[Saved entries]
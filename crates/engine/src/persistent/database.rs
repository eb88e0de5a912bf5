//! redb-backed persistent state

use super::{ForEachFn, PersistentState};
use crate::error::{Error, Result};
use redb::{Database, ReadOnlyDatabase, ReadTransaction, ReadableDatabase, ReadableTable, TableDefinition, TableHandle};
use std::path::Path;

type Table<'a> = TableDefinition<'a, &'static [u8], &'static [u8]>;

enum Handle {
    ReadWrite(Database),
    ReadOnly(ReadOnlyDatabase),
}

/// Persistent state stored in a redb database file
///
/// Every mutation runs in its own write transaction. A store opened with
/// [`RedbPersistentState::read_only`] fails every mutation.
pub struct RedbPersistentState {
    db: Handle,
}

impl std::fmt::Debug for RedbPersistentState {
    fn fmt(&self, f: &mut std::fmt::Formatter<'_>) -> std::fmt::Result {
        let mode = match self.db {
            Handle::ReadWrite(_) => "read-write",
            Handle::ReadOnly(_) => "read-only",
        };
        f.debug_struct("RedbPersistentState").field("mode", &mode).finish()
    }
}

fn state_err(what: &str, e: impl std::fmt::Display) -> Error {
    Error::State(format!("{what}: {e}"))
}

impl RedbPersistentState {
    /// Create or open a database for reading and writing
    pub fn new(path: impl AsRef<Path>) -> Result<Self> {
        let db = Database::create(path).map_err(|e| state_err("Failed to create database", e))?;
        Ok(Self {
            db: Handle::ReadWrite(db),
        })
    }

    /// Open an existing database without taking a write lock
    pub fn read_only(path: impl AsRef<Path>) -> Result<Self> {
        let db = ReadOnlyDatabase::open(path).map_err(|e| state_err("Failed to open database", e))?;
        Ok(Self {
            db: Handle::ReadOnly(db),
        })
    }

    fn begin_read(&self) -> Result<ReadTransaction> {
        match &self.db {
            Handle::ReadWrite(db) => db.begin_read(),
            Handle::ReadOnly(db) => db.begin_read(),
        }
        .map_err(|e| state_err("Failed to begin read transaction", e))
    }

    fn writable(&self, bucket: &str) -> Result<&Database> {
        match &self.db {
            Handle::ReadWrite(db) => Ok(db),
            Handle::ReadOnly(_) => Err(Error::State(format!("{bucket}: database is read-only"))),
        }
    }

    fn write(&self, bucket: &str, f: impl FnOnce(&mut redb::Table<'_, &'static [u8], &'static [u8]>) -> Result<()>) -> Result<()> {
        let db = self.writable(bucket)?;
        let write_txn = db
            .begin_write()
            .map_err(|e| state_err("Failed to begin write transaction", e))?;
        {
            let mut table = write_txn
                .open_table(Table::new(bucket))
                .map_err(|e| state_err("Failed to open table", e))?;
            f(&mut table)?;
        }
        write_txn
            .commit()
            .map_err(|e| state_err("Failed to commit transaction", e))
    }
}

impl PersistentState for RedbPersistentState {
    fn get(&self, bucket: &str, key: &[u8]) -> Result<Option<Vec<u8>>> {
        let read_txn = self.begin_read()?;
        // A missing table is an empty bucket
        let Ok(table) = read_txn.open_table(Table::new(bucket)) else {
            return Ok(None);
        };
        match table.get(key) {
            Ok(value) => Ok(value.map(|v| v.value().to_vec())),
            Err(e) => Err(state_err("Failed to get value", e)),
        }
    }

    fn set(&self, bucket: &str, key: &[u8], value: &[u8]) -> Result<()> {
        self.write(bucket, |table| {
            table
                .insert(key, value)
                .map(|_| ())
                .map_err(|e| state_err("Failed to insert value", e))
        })
    }

    fn delete(&self, bucket: &str, key: &[u8]) -> Result<()> {
        self.write(bucket, |table| {
            table
                .remove(key)
                .map(|_| ())
                .map_err(|e| state_err("Failed to remove value", e))
        })
    }

    fn delete_bucket(&self, bucket: &str) -> Result<()> {
        let db = self.writable(bucket)?;
        let write_txn = db
            .begin_write()
            .map_err(|e| state_err("Failed to begin write transaction", e))?;
        write_txn
            .delete_table(Table::new(bucket))
            .map_err(|e| state_err("Failed to delete table", e))?;
        write_txn
            .commit()
            .map_err(|e| state_err("Failed to commit transaction", e))
    }

    fn for_each(&self, bucket: &str, f: &mut ForEachFn<'_>) -> Result<()> {
        let read_txn = self.begin_read()?;
        let Ok(table) = read_txn.open_table(Table::new(bucket)) else {
            return Ok(());
        };
        let iter = table.iter().map_err(|e| state_err("Failed to iterate table", e))?;
        for item in iter {
            let (key, value) = item.map_err(|e| state_err("Failed to read item", e))?;
            f(key.value(), value.value())?;
        }
        Ok(())
    }

    fn buckets(&self) -> Result<Vec<String>> {
        let read_txn = self.begin_read()?;
        let tables = read_txn
            .list_tables()
            .map_err(|e| state_err("Failed to list tables", e))?;
        let mut names: Vec<String> = tables.map(|t| t.name().to_string()).collect();
        names.sort();
        Ok(names)
    }

    fn close(self) -> Result<()> {
        // redb closes automatically when dropped
        drop(self.db);
        Ok(())
    }
}

#[cfg(test)]
mod tests {
    #![allow(clippy::unwrap_used, clippy::panic)]

    use super::*;
    use crate::persistent::{ENTRY_STATE_BUCKET, SCRIPT_STATE_BUCKET};
    use tempfile::TempDir;

    #[test]
    fn test_set_get_delete() {
        let temp = TempDir::new().unwrap();
        let state = RedbPersistentState::new(temp.path().join("state.redb")).unwrap();

        assert_eq!(state.get(ENTRY_STATE_BUCKET, b"k").unwrap(), None);
        state.set(ENTRY_STATE_BUCKET, b"k", b"v").unwrap();
        assert_eq!(state.get(ENTRY_STATE_BUCKET, b"k").unwrap(), Some(b"v".to_vec()));
        state.delete(ENTRY_STATE_BUCKET, b"k").unwrap();
        assert_eq!(state.get(ENTRY_STATE_BUCKET, b"k").unwrap(), None);
    }

    #[test]
    fn test_for_each_in_key_order() {
        let temp = TempDir::new().unwrap();
        let state = RedbPersistentState::new(temp.path().join("state.redb")).unwrap();
        state.set(SCRIPT_STATE_BUCKET, b"b", b"2").unwrap();
        state.set(SCRIPT_STATE_BUCKET, b"a", b"1").unwrap();

        let mut keys = Vec::new();
        state
            .for_each(SCRIPT_STATE_BUCKET, &mut |k, _| {
                keys.push(k.to_vec());
                Ok(())
            })
            .unwrap();
        assert_eq!(keys, [b"a".to_vec(), b"b".to_vec()]);
        assert_eq!(state.buckets().unwrap(), [SCRIPT_STATE_BUCKET]);

        state.delete_bucket(SCRIPT_STATE_BUCKET).unwrap();
        assert!(state.buckets().unwrap().is_empty());
    }

    #[test]
    fn test_reopen_read_only() {
        let temp = TempDir::new().unwrap();
        let path = temp.path().join("state.redb");
        let state = RedbPersistentState::new(&path).unwrap();
        state.set(ENTRY_STATE_BUCKET, b"k", b"v").unwrap();
        state.close().unwrap();

        let state = RedbPersistentState::read_only(&path).unwrap();
        assert_eq!(state.get(ENTRY_STATE_BUCKET, b"k").unwrap(), Some(b"v".to_vec()));
        assert!(matches!(state.set(ENTRY_STATE_BUCKET, b"k", b"w"), Err(Error::State(_))));
    }
}
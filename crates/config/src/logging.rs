//! Logging setup for the hearth CLI
//!
//! Compact output on stderr, plus an optional plain-text log file.

use crate::{Error, Result};
use std::fs::OpenOptions;
use std::path::Path;
use tracing_subscriber::{EnvFilter, Layer, fmt, layer::SubscriberExt, util::SubscriberInitExt};

const CRATES: [&str; 5] = ["hearth", "hearth_engine", "hearth_crypto", "hearth_template", "hearth_config"];

/// Default filter directives for `level`
pub fn default_directives(level: &str) -> String {
    CRATES
        .iter()
        .map(|krate| format!("{krate}={level}"))
        .collect::<Vec<_>>()
        .join(",")
}

/// Build the stderr filter, honoring `RUST_LOG` when it is set
pub fn env_filter(verbose: bool) -> Result<EnvFilter> {
    if let Ok(filter) = EnvFilter::try_from_default_env() {
        return Ok(filter);
    }
    let level = if verbose { "debug" } else { "info" };
    EnvFilter::try_new(default_directives(level)).map_err(|e| Error::Logging(e.to_string()))
}

/// Initialize the logging system
///
/// # Arguments
/// * `verbose` - Log at debug level instead of info
/// * `log_file` - Also append debug-level logs to this file
///
/// # Examples
/// ```ignore
/// hearth_config::logging::init(false, None)?;
/// hearth_config::logging::init(true, Some(Path::new("hearth.log")))?;
/// ```
pub fn init(verbose: bool, log_file: Option<&Path>) -> Result<()> {
    let stderr_layer = fmt::layer()
        .with_writer(std::io::stderr)
        .with_target(false)
        .with_file(false)
        .with_line_number(false)
        .compact()
        .with_ansi(true);
    // Timestamps in verbose mode only
    let stderr_layer = if verbose {
        stderr_layer.boxed()
    } else {
        stderr_layer.without_time().boxed()
    };

    let file_layer = match log_file {
        Some(path) => {
            let file = OpenOptions::new().create(true).append(true).open(path)?;
            let filter = EnvFilter::try_new(default_directives("debug")).map_err(|e| Error::Logging(e.to_string()))?;
            Some(
                fmt::layer()
                    .with_writer(file)
                    .with_ansi(false)
                    .with_target(true)
                    .with_file(true)
                    .with_line_number(true)
                    .with_filter(filter),
            )
        }
        None => None,
    };

    tracing_subscriber::registry()
        .with(stderr_layer.with_filter(env_filter(verbose)?))
        .with(file_layer)
        .try_init()
        .map_err(|e| Error::Logging(e.to_string()))
}
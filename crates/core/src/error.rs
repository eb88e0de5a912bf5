//! Base error types for hearth
//!
//! This module provides the foundation error types that all crates can use.

use std::path::PathBuf;
use std::sync::Arc;
use thiserror::Error;

/// Base error type for shared functionality
#[derive(Error, Debug)]
pub enum Error {
    /// IO error
    #[error("IO error: {0}")]
    Io(#[from] std::io::Error),

    /// Path is not absolute
    #[error("Path must be absolute: {path}")]
    PathNotAbsolute { path: PathBuf },

    /// Path is not relative
    #[error("Path must be relative: {path}")]
    PathNotRelative { path: PathBuf },

    /// Invalid path prefix
    #[error("Path {} is not under base directory {}", path.display(), base.display())]
    InvalidPathPrefix {
        path: Arc<PathBuf>,
        base: Arc<PathBuf>,
    },

    /// Generic path error
    #[error("Path error: {0}")]
    Path(String),

    /// Template parse or render error
    #[error("Template error in {name}: {message}")]
    Template { name: String, message: String },

    /// Encryption or decryption failure
    #[error("Encryption error: {0}")]
    Encryption(String),

    /// Encryption requested but none is configured
    #[error("no encryption configured")]
    NoEncryption,

    /// Generic error message
    #[error("{0}")]
    Message(String),
}

/// Result type alias
pub type Result<T> = std::result::Result<T, Error>;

Exercise — Your task is to repeat the records exactly. Begin at their first line and stop after the line containing "let db = Database::create(path).map_err(|e|".

Completed exercise —
filename crates/engine/src/persistent/database.rs
repository eb88e0de5a912bf5
//! redb-backed persistent state

use super::{ForEachFn, PersistentState};
use crate::error::{Error, Result};
use redb::{Database, ReadOnlyDatabase, ReadTransaction, ReadableDatabase, ReadableTable, TableDefinition, TableHandle};
use std::path::Path;

type Table<'a> = TableDefinition<'a, &'static [u8], &'static [u8]>;

enum Handle {
    ReadWrite(Database),
    ReadOnly(ReadOnlyDatabase),
}

/// Persistent state stored in a redb database file
///
/// Every mutation runs in its own write transaction. A store opened with
/// [`RedbPersistentState::read_only`] fails every mutation.
pub struct RedbPersistentState {
    db: Handle,
}

impl std::fmt::Debug for RedbPersistentState {
    fn fmt(&self, f: &mut std::fmt::Formatter<'_>) -> std::fmt::Result {
        let mode = match self.db {
            Handle::ReadWrite(_) => "read-write",
            Handle::ReadOnly(_) => "read-only",
        };
        f.debug_struct("RedbPersistentState").field("mode", &mode).finish()
    }
}

fn state_err(what: &str, e: impl std::fmt::Display) -> Error {
    Error::State(format!("{what}: {e}"))
}

impl RedbPersistentState {
    /// Create or open a database for reading and writing
    pub fn new(path: impl AsRef<Path>) -> Result<Self> {
        let db = Database::create(path).map_err(|e| state_err("Failed to create database", e))?;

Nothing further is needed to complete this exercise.